Em nota divulgada à imprensa, os advogados do presidente nacional do PL, Valdemar Costa Neto, Marcelo Bessa e Thiago Fleury, afirmam que a decisão do ministro Flávio Dino, do Supremo Tribunal Federal, que determinou bloquio de R$ 119 milhões de Valdemar, e suspensão emendas atribuídas como de sua articulação, se baseia em “premissas frágeis,inferências subjetivas e de uma indevida criminalização da atividade político-partidária”, e que é “natural e legítima” a atuação do presidente do PL junto à bancada do partido.
“A defesa de Valdemar Costa Neto recebe com surpresa a decisão do Ministro Flávio Dino que decretou medidas cautelares em seu desfavor. Com o devido respeito, a decisão parte de premissas frágeis, inferências subjetivas e de uma indevida criminalização da atividade político-partidária,” diz o documento.

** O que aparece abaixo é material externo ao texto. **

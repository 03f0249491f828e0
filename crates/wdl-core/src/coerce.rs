//! Best-effort construction of a [`World`] from loosely-typed data.
//!
//! The upstream authoring pipeline hands over raw JSON that may be
//! partially malformed. Unlike the strict canonical path
//! ([`World::from_json`]), coercion never fails on a single bad field:
//! unknown enum tags fall back to their documented default variant,
//! out-of-range numbers are clamped, and entries that are not even
//! objects are skipped. Every such downgrade is recorded as a note so
//! the caller can report what was lost. Only input that is not a JSON
//! object at all is a hard failure.

use serde_json::{Map, Value};
use uuid::Uuid;

use crate::entity::{Entity, EntityId, EntityKind};
use crate::environment::Weather;
use crate::error::{WdlError, WdlResult};
use crate::light::{Light, LightKind};
use crate::material::{Material, MaterialKind};
use crate::math::{Color, Transform, Vector3};
use crate::system::{ActionKind, Interaction, System, TriggerKind};
use crate::world::{World, WorldMeta};

/// The outcome of a lossy coercion: the world that was salvaged plus a
/// note per downgraded or skipped field.
#[derive(Debug)]
pub struct Coerced {
    pub world: World,
    pub notes: Vec<String>,
}

impl Coerced {
    /// Returns true if the input coerced without any downgrades.
    pub fn is_clean(&self) -> bool {
        self.notes.is_empty()
    }
}

/// Coerce a loose JSON value into a world.
pub fn world_from_value(value: &Value) -> WdlResult<Coerced> {
    let root = value
        .as_object()
        .ok_or_else(|| WdlError::Unusable("top-level value is not an object".to_string()))?;

    let mut notes = Vec::new();

    let meta = coerce_meta(root.get("metadata"), &mut notes);
    let mut world = World::new(meta);
    coerce_environment(&mut world, root.get("environment"), &mut notes);

    if let Some(entities) = root.get("entities").and_then(Value::as_array) {
        for (index, entry) in entities.iter().enumerate() {
            match coerce_entity(entry, index, &mut notes) {
                Some(entity) => {
                    world.add_entity(entity);
                }
                None => notes.push(format!("entities[{index}]: not an object, skipped")),
            }
        }
    }

    if let Some(lights) = root.get("lights").and_then(Value::as_array) {
        for (index, entry) in lights.iter().enumerate() {
            match coerce_light(entry, &mut notes) {
                Some(light) => world.add_light(light),
                None => notes.push(format!("lights[{index}]: not an object, skipped")),
            }
        }
    }

    // A world with no lights at all gets a default sun so downstream
    // targets always have something to render by.
    if world.light_count() == 0 {
        notes.push("no lights defined, adding default sun".to_string());
        world.add_light(
            Light::new(LightKind::Directional, "Sun")
                .with_transform(Transform::default().rotated(Vector3::new(50.0, -30.0, 0.0))),
        );
    }

    if let Some(systems) = root.get("systems").and_then(Value::as_array) {
        for (index, entry) in systems.iter().enumerate() {
            match coerce_system(entry, index, &mut notes) {
                Some(system) => world.add_system(system),
                None => notes.push(format!("systems[{index}]: not an object, skipped")),
            }
        }
    }

    Ok(Coerced { world, notes })
}

fn coerce_meta(value: Option<&Value>, notes: &mut Vec<String>) -> WorldMeta {
    let map = value.and_then(Value::as_object);
    let title = match map.and_then(|m| m.get("title")).and_then(Value::as_str) {
        Some(title) => title.to_string(),
        None => {
            notes.push("metadata.title missing, using \"Untitled World\"".to_string());
            "Untitled World".to_string()
        }
    };

    let mut meta = WorldMeta::new(title);
    if let Some(map) = map {
        if let Some(description) = map.get("description").and_then(Value::as_str) {
            meta.description = description.to_string();
        }
        if let Some(author) = map.get("author").and_then(Value::as_str) {
            meta.author = author.to_string();
        }
        if let Some(version) = map.get("version").and_then(Value::as_str) {
            meta.version = version.to_string();
        }
        if let Some(tags) = map.get("tags").and_then(Value::as_array) {
            meta.tags = string_list(tags);
        }
        if let Some(platforms) = map.get("target_platforms").and_then(Value::as_array) {
            meta.target_platforms = string_list(platforms);
        }
    }
    meta
}

fn coerce_environment(world: &mut World, value: Option<&Value>, notes: &mut Vec<String>) {
    let Some(map) = value.and_then(Value::as_object) else {
        return;
    };

    if let Some(tag) = map.get("weather").and_then(Value::as_str) {
        world.environment.weather = parse_tag(tag, Weather::parse, Weather::as_tag, notes);
    }
    if let Some(time) = map.get("time_of_day").and_then(Value::as_object) {
        if let Some(hour) = time.get("hour").and_then(Value::as_u64) {
            world.environment.time_of_day.hour = clamp_int(hour, 23, "time_of_day.hour", notes);
        }
        if let Some(minute) = time.get("minute").and_then(Value::as_u64) {
            world.environment.time_of_day.minute =
                clamp_int(minute, 59, "time_of_day.minute", notes);
        }
        if let Some(cycle) = time.get("day_night_cycle").and_then(Value::as_bool) {
            world.environment.time_of_day.day_night_cycle = cycle;
        }
    }
    if let Some(enabled) = map.get("fog_enabled").and_then(Value::as_bool) {
        world.environment.fog_enabled = enabled;
    }
    if let Some(color) = map.get("fog_color") {
        world.environment.fog_color = coerce_color(color, world.environment.fog_color, notes);
    }
    if let Some(color) = map.get("ambient_light") {
        world.environment.ambient_light =
            coerce_color(color, world.environment.ambient_light, notes);
    }
    if let Some(gravity) = map.get("gravity") {
        world.environment.gravity = coerce_vector(Some(gravity), world.environment.gravity);
    }
    if let Some(skybox) = map.get("skybox").and_then(Value::as_object)
        && let Some(kind) = skybox
            .get("skybox_type")
            .or_else(|| skybox.get("type"))
            .and_then(Value::as_str)
    {
        world.environment.skybox.skybox_type = kind.to_string();
    }
}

A Polícia Federal apresentou relatório à Flávio Dino, que nesta sexta-feira, 10, determinou a suspensão de 21 emendas parlamentares que teriam, segundo os investigadores, sido indicadas irregularmente pelo presidente do PL, que não é mais parlamentar.
Ao rebater a decisão do ministro Dino, a defesa argumenta ser “natural e legítimo” que um dirigente partidário dialogue com parlamentares, defenda prioridades programáticas, articule interesses nacionais e regionais e influencie politicamente sua bancada. Segundo a defesa, “não existem indícios concretos de fraude”.
A defesa de Valdemar Costa Neto negou a prática de qualquer crime por parte do dirigente partidario. “Não há qualquer prova, ou mesmo indício, de que tenha aderido conscientemente a um suposto esquema criminoso”, diz a defesa do presidente do PL.